▶ [EXERCISE DETAILS]: The data follows. Retype every entry exactly.

---------------

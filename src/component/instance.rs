//! Component instances - discovery, rendering and teardown.
//!
//! ```text
//! constructed ──► active ──► destroyed
//!   refs, props,    renders on     listeners aborted,
//!   state, bind,    every flush    directives cleared,
//!   first enqueue                  dequeued
//! ```

use std::cell::{Cell, RefCell};
use std::fmt;
use std::rc::{Rc, Weak};

use crate::bind::event::{EventBinding, Handler};
use crate::bind::{Directive, DirectiveKind, model};
use crate::dom::{AbortController, AbortSignal, Event, Listener, ListenerOptions, NodeId, Selector};
use crate::error::BindError;
use crate::expr::parse_literal;
use crate::pipeline::Renderable;
use crate::runtime::Runtime;
use crate::state::{ReactiveState, StateRef};
use crate::types::Value;

use super::context::Context;
use super::definition::ComponentType;
use super::refs::Refs;

/// Elements targeted by [`Component::on`].
#[derive(Debug, Clone, PartialEq)]
pub enum OnTarget {
    Node(NodeId),
    Nodes(Vec<NodeId>),
    /// Delegated: one capture listener on the root, matched per event.
    Selector(String),
}

impl From<NodeId> for OnTarget {
    fn from(node: NodeId) -> Self {
        OnTarget::Node(node)
    }
}

impl From<Vec<NodeId>> for OnTarget {
    fn from(nodes: Vec<NodeId>) -> Self {
        OnTarget::Nodes(nodes)
    }
}

impl From<&str> for OnTarget {
    fn from(selector: &str) -> Self {
        OnTarget::Selector(selector.to_string())
    }
}

/// Handle for listeners added with [`Component::on`].
#[derive(Debug, Clone)]
pub struct Subscription {
    controller: AbortController,
}

impl Subscription {
    /// Remove the listeners now instead of at destroy.
    pub fn cancel(&self) {
        self.controller.abort();
    }

    pub fn is_cancelled(&self) -> bool {
        self.controller.signal().aborted()
    }
}

/// Flags for [`Component::dispatch`].
#[derive(Debug, Clone, Copy, Default, PartialEq, Eq)]
pub struct DispatchOptions {
    pub bubbles: bool,
    pub cancelable: bool,
}

// =============================================================================
// Component
// =============================================================================

pub(crate) struct ComponentInner {
    id: u64,
    me: Weak<ComponentInner>,
    runtime: Runtime,
    definition: ComponentType,
    element: Option<NodeId>,
    state: ReactiveState,
    reactive: bool,
    props: Value,
    refs: Refs,
    directives: RefCell<Vec<Directive>>,
    controller: RefCell<Option<AbortController>>,
    subscriptions: RefCell<Vec<AbortController>>,
    destroyed: Cell<bool>,
}

/// A live component bound to one root element.
///
/// Cloning shares the instance. Dropping the last handle tears its
/// listeners down the same way [`destroy`](Self::destroy) does.
#[derive(Clone)]
pub struct Component {
    inner: Rc<ComponentInner>,
}

struct Parts {
    element: Option<NodeId>,
    state: ReactiveState,
    reactive: bool,
    props: Value,
    refs: Refs,
}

---------------

▶ [SOLUTION TO THE EXERCISE]:
filename src/component/instance.rs
//! Component instances - discovery, rendering and teardown.
//!
//! ```text
//! constructed ──► active ──► destroyed
//!   refs, props,    renders on     listeners aborted,
//!   state, bind,    every flush    directives cleared,
//!   first enqueue                  dequeued
//! ```

use std::cell::{Cell, RefCell};
use std::fmt;
use std::rc::{Rc, Weak};

use crate::bind::event::{EventBinding, Handler};
use crate::bind::{Directive, DirectiveKind, model};
use crate::dom::{AbortController, AbortSignal, Event, Listener, ListenerOptions, NodeId, Selector};
use crate::error::BindError;
use crate::expr::parse_literal;
use crate::pipeline::Renderable;
use crate::runtime::Runtime;
use crate::state::{ReactiveState, StateRef};
use crate::types::Value;

use super::context::Context;
use super::definition::ComponentType;
use super::refs::Refs;

/// Elements targeted by [`Component::on`].
#[derive(Debug, Clone, PartialEq)]
pub enum OnTarget {
    Node(NodeId),
    Nodes(Vec<NodeId>),
    /// Delegated: one capture listener on the root, matched per event.
    Selector(String),
}

impl From<NodeId> for OnTarget {
    fn from(node: NodeId) -> Self {
        OnTarget::Node(node)
    }
}

impl From<Vec<NodeId>> for OnTarget {
    fn from(nodes: Vec<NodeId>) -> Self {
        OnTarget::Nodes(nodes)
    }
}

impl From<&str> for OnTarget {
    fn from(selector: &str) -> Self {
        OnTarget::Selector(selector.to_string())
    }
}

/// Handle for listeners added with [`Component::on`].
#[derive(Debug, Clone)]
pub struct Subscription {
    controller: AbortController,
}

impl Subscription {
    /// Remove the listeners now instead of at destroy.
    pub fn cancel(&self) {
        self.controller.abort();
    }

    pub fn is_cancelled(&self) -> bool {
        self.controller.signal().aborted()
    }
}

/// Flags for [`Component::dispatch`].
#[derive(Debug, Clone, Copy, Default, PartialEq, Eq)]
pub struct DispatchOptions {
    pub bubbles: bool,
    pub cancelable: bool,
}

// =============================================================================
// Component
// =============================================================================

pub(crate) struct ComponentInner {
    id: u64,
    me: Weak<ComponentInner>,
    runtime: Runtime,
    definition: ComponentType,
    element: Option<NodeId>,
    state: ReactiveState,
    reactive: bool,
    props: Value,
    refs: Refs,
    directives: RefCell<Vec<Directive>>,
    controller: RefCell<Option<AbortController>>,
    subscriptions: RefCell<Vec<AbortController>>,
    destroyed: Cell<bool>,
}

/// A live component bound to one root element.
///
/// Cloning shares the instance. Dropping the last handle tears its
/// listeners down the same way [`destroy`](Self::destroy) does.
#[derive(Clone)]
pub struct Component {
    inner: Rc<ComponentInner>,
}

struct Parts {
    element: Option<NodeId>,
    state: ReactiveState,
    reactive: bool,
    props: Value,
    refs: Refs,
}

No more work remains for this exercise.